▶ [YOUR GOAL] Scan the records below for the line containing "Selector matching engine" and the line containing "pub enum SimpleSelector". Copy both, plus every line between, exactly.

▶ [DATASET EXTRACT]
****************************************

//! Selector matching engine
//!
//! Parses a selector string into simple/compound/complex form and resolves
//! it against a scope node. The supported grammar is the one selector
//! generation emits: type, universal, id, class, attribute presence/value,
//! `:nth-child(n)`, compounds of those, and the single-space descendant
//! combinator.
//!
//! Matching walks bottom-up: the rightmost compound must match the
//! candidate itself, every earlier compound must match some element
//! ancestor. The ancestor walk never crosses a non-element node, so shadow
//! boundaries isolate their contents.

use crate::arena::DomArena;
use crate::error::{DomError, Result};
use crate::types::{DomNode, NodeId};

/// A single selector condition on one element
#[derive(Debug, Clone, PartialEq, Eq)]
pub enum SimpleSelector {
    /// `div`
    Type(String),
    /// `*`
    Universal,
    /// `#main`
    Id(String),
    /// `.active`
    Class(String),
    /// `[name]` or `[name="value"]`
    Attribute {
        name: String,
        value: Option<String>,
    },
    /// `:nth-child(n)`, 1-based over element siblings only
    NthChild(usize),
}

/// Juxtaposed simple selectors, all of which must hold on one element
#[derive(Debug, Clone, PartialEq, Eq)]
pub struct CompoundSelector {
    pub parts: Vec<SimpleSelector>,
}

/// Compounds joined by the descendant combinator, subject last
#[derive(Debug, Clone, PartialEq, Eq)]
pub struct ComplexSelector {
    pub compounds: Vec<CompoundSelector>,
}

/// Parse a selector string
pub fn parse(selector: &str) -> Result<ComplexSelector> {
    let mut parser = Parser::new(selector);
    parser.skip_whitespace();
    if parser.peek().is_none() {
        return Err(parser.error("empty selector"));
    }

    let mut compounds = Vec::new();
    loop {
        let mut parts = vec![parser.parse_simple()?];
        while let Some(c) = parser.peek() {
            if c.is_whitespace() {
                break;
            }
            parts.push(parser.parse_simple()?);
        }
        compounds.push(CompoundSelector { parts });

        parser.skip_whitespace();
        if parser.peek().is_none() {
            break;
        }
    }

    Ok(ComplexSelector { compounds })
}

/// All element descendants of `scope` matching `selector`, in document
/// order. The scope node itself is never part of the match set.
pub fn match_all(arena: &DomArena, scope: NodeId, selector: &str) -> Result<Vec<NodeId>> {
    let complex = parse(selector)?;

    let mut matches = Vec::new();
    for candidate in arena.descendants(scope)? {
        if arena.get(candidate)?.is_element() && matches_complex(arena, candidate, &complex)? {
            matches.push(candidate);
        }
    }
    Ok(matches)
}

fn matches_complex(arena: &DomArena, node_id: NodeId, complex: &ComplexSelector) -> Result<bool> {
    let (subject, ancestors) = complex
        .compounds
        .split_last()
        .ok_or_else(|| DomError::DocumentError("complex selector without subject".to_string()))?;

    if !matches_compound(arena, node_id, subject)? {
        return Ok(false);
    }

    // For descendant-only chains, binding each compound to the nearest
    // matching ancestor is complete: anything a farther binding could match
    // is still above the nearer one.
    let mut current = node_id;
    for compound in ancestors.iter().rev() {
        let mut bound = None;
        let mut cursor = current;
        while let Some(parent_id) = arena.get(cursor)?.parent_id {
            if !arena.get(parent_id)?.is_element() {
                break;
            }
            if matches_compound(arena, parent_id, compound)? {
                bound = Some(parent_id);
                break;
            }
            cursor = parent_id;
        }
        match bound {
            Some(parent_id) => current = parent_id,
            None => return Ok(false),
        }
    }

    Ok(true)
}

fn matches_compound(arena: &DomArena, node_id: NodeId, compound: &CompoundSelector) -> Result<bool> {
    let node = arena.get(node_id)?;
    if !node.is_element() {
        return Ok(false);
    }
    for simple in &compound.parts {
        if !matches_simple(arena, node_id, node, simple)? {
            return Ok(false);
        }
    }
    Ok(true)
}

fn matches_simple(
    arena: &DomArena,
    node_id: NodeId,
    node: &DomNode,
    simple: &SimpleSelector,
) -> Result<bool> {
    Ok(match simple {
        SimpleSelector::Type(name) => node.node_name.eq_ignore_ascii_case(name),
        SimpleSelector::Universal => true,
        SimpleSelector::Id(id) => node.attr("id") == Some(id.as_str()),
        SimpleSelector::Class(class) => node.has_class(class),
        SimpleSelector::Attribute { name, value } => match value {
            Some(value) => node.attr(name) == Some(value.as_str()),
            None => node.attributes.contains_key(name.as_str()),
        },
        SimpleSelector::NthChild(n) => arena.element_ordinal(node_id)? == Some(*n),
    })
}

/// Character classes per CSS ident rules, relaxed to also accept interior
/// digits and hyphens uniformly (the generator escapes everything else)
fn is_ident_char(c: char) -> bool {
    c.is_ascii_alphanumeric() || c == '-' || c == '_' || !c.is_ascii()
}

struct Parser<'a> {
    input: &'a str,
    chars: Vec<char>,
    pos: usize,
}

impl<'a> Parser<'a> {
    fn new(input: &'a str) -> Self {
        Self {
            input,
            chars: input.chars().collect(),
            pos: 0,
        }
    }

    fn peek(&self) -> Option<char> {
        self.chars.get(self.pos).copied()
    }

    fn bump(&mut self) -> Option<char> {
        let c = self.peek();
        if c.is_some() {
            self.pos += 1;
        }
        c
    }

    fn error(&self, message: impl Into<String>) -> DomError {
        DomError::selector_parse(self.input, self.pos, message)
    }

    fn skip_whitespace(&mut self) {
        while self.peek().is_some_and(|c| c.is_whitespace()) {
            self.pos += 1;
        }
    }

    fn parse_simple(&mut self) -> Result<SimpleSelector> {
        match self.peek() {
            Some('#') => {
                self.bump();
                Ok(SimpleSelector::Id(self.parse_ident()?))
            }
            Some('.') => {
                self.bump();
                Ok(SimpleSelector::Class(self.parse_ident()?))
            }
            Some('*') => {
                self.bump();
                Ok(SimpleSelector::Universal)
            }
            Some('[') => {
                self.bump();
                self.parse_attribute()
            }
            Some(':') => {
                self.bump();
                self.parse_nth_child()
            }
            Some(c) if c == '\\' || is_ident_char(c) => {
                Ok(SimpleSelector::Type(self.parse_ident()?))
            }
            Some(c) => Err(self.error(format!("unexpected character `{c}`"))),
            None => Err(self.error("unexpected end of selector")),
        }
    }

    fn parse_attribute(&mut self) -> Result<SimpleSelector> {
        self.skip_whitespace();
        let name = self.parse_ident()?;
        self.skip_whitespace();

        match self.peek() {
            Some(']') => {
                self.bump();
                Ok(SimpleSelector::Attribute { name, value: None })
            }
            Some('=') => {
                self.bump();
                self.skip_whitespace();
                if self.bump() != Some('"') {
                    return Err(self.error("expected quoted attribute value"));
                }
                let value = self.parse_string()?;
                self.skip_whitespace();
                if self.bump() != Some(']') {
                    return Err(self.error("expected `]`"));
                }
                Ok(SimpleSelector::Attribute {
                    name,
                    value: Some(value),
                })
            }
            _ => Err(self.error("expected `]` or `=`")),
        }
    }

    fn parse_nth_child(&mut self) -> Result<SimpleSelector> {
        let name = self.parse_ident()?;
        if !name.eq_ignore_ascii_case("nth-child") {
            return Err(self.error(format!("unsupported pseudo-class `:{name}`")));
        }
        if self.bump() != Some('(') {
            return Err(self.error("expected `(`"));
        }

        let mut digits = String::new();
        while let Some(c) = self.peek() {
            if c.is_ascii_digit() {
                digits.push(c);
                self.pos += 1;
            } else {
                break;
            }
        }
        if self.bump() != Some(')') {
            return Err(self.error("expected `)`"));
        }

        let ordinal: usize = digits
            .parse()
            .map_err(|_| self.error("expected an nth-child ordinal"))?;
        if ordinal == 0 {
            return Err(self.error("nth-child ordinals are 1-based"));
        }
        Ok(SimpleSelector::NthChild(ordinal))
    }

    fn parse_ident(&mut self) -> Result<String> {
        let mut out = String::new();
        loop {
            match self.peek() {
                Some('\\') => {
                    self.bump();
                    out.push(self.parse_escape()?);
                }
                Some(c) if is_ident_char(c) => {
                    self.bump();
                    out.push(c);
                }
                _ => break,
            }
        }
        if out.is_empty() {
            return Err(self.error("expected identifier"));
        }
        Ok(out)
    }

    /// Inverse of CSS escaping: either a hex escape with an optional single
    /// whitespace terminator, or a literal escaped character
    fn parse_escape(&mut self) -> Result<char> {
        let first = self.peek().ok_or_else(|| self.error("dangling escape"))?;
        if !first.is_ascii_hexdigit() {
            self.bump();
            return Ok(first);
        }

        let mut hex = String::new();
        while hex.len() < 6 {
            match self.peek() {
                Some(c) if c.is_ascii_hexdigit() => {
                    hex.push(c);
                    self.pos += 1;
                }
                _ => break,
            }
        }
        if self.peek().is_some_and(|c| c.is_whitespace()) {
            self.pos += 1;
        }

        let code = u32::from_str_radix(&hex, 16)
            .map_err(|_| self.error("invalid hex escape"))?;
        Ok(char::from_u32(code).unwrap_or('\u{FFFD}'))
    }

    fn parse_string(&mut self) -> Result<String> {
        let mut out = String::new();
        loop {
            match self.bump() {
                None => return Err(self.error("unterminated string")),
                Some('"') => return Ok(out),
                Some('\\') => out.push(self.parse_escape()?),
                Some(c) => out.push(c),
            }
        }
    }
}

****************************************

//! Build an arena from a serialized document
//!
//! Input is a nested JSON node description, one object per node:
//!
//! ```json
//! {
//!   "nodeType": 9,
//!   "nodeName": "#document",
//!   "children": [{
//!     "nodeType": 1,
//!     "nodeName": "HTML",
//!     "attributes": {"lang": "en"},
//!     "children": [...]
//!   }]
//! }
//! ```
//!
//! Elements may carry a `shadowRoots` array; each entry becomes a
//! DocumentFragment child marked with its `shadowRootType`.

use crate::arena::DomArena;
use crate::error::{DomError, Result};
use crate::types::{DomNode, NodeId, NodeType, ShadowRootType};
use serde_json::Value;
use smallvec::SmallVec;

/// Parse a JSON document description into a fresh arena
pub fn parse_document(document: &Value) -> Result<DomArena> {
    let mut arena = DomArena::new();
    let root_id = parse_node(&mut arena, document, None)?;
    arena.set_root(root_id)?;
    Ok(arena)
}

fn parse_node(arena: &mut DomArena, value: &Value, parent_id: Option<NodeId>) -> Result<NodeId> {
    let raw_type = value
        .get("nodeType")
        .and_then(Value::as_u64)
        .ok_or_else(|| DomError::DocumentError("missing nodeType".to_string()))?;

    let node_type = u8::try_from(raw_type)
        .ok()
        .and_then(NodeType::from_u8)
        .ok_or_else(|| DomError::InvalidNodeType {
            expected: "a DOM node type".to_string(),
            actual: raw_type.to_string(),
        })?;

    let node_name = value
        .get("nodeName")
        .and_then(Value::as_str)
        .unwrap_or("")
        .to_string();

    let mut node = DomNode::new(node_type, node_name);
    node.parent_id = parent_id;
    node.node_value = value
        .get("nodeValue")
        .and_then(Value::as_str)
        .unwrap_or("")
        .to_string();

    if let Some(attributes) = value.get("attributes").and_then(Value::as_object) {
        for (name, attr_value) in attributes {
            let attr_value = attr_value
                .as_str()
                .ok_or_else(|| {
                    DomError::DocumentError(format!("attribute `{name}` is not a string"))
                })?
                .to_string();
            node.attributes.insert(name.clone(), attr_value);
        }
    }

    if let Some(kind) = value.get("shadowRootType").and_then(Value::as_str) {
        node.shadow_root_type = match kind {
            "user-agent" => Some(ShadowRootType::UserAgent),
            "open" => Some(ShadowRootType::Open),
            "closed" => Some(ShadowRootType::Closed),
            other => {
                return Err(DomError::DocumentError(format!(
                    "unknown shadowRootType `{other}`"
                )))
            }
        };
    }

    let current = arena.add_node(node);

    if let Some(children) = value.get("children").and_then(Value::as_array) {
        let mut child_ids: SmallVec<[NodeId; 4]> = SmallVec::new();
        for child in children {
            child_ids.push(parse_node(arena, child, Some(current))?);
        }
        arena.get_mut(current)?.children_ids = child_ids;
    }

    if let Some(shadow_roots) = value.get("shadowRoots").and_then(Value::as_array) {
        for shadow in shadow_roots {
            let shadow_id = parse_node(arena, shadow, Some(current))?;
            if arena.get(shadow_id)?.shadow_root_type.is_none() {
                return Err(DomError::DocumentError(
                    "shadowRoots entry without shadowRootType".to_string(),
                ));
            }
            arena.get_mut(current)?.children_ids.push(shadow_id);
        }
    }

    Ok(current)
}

****************************************

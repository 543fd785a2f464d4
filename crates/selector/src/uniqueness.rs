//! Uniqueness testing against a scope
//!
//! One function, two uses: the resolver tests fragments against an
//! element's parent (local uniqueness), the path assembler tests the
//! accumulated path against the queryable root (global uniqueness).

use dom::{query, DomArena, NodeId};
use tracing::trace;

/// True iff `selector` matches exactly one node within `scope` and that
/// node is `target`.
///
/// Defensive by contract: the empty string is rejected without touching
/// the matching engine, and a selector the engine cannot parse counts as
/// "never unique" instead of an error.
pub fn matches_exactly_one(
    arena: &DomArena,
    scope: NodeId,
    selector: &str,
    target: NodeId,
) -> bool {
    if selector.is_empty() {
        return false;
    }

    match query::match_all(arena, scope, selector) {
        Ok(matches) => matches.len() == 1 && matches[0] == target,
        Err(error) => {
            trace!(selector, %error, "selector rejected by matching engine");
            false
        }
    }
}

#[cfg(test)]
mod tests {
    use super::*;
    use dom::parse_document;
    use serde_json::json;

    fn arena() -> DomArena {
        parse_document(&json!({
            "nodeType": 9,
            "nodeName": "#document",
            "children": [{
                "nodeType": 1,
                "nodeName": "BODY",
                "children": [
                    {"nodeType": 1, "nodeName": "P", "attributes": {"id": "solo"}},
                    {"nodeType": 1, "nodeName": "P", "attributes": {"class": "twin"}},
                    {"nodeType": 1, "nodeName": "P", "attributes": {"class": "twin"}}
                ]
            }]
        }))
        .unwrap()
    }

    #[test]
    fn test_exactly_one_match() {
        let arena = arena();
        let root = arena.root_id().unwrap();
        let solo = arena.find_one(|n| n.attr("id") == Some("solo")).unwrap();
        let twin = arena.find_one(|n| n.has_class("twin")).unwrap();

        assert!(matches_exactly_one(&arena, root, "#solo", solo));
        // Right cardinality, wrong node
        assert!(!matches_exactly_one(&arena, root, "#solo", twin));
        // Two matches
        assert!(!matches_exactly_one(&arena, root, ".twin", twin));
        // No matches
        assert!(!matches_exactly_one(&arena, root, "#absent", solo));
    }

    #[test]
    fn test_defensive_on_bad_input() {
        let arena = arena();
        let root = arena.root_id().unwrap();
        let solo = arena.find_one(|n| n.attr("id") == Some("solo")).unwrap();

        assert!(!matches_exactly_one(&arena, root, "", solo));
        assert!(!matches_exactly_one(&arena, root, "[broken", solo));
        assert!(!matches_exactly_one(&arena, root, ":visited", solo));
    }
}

****************************************

▶ [TASK OUTPUT]
//! Selector matching engine
//!
//! Parses a selector string into simple/compound/complex form and resolves
//! it against a scope node. The supported grammar is the one selector
//! generation emits: type, universal, id, class, attribute presence/value,
//! `:nth-child(n)`, compounds of those, and the single-space descendant
//! combinator.
//!
//! Matching walks bottom-up: the rightmost compound must match the
//! candidate itself, every earlier compound must match some element
//! ancestor. The ancestor walk never crosses a non-element node, so shadow
//! boundaries isolate their contents.

use crate::arena::DomArena;
use crate::error::{DomError, Result};
use crate::types::{DomNode, NodeId};

/// A single selector condition on one element
#[derive(Debug, Clone, PartialEq, Eq)]
pub enum SimpleSelector {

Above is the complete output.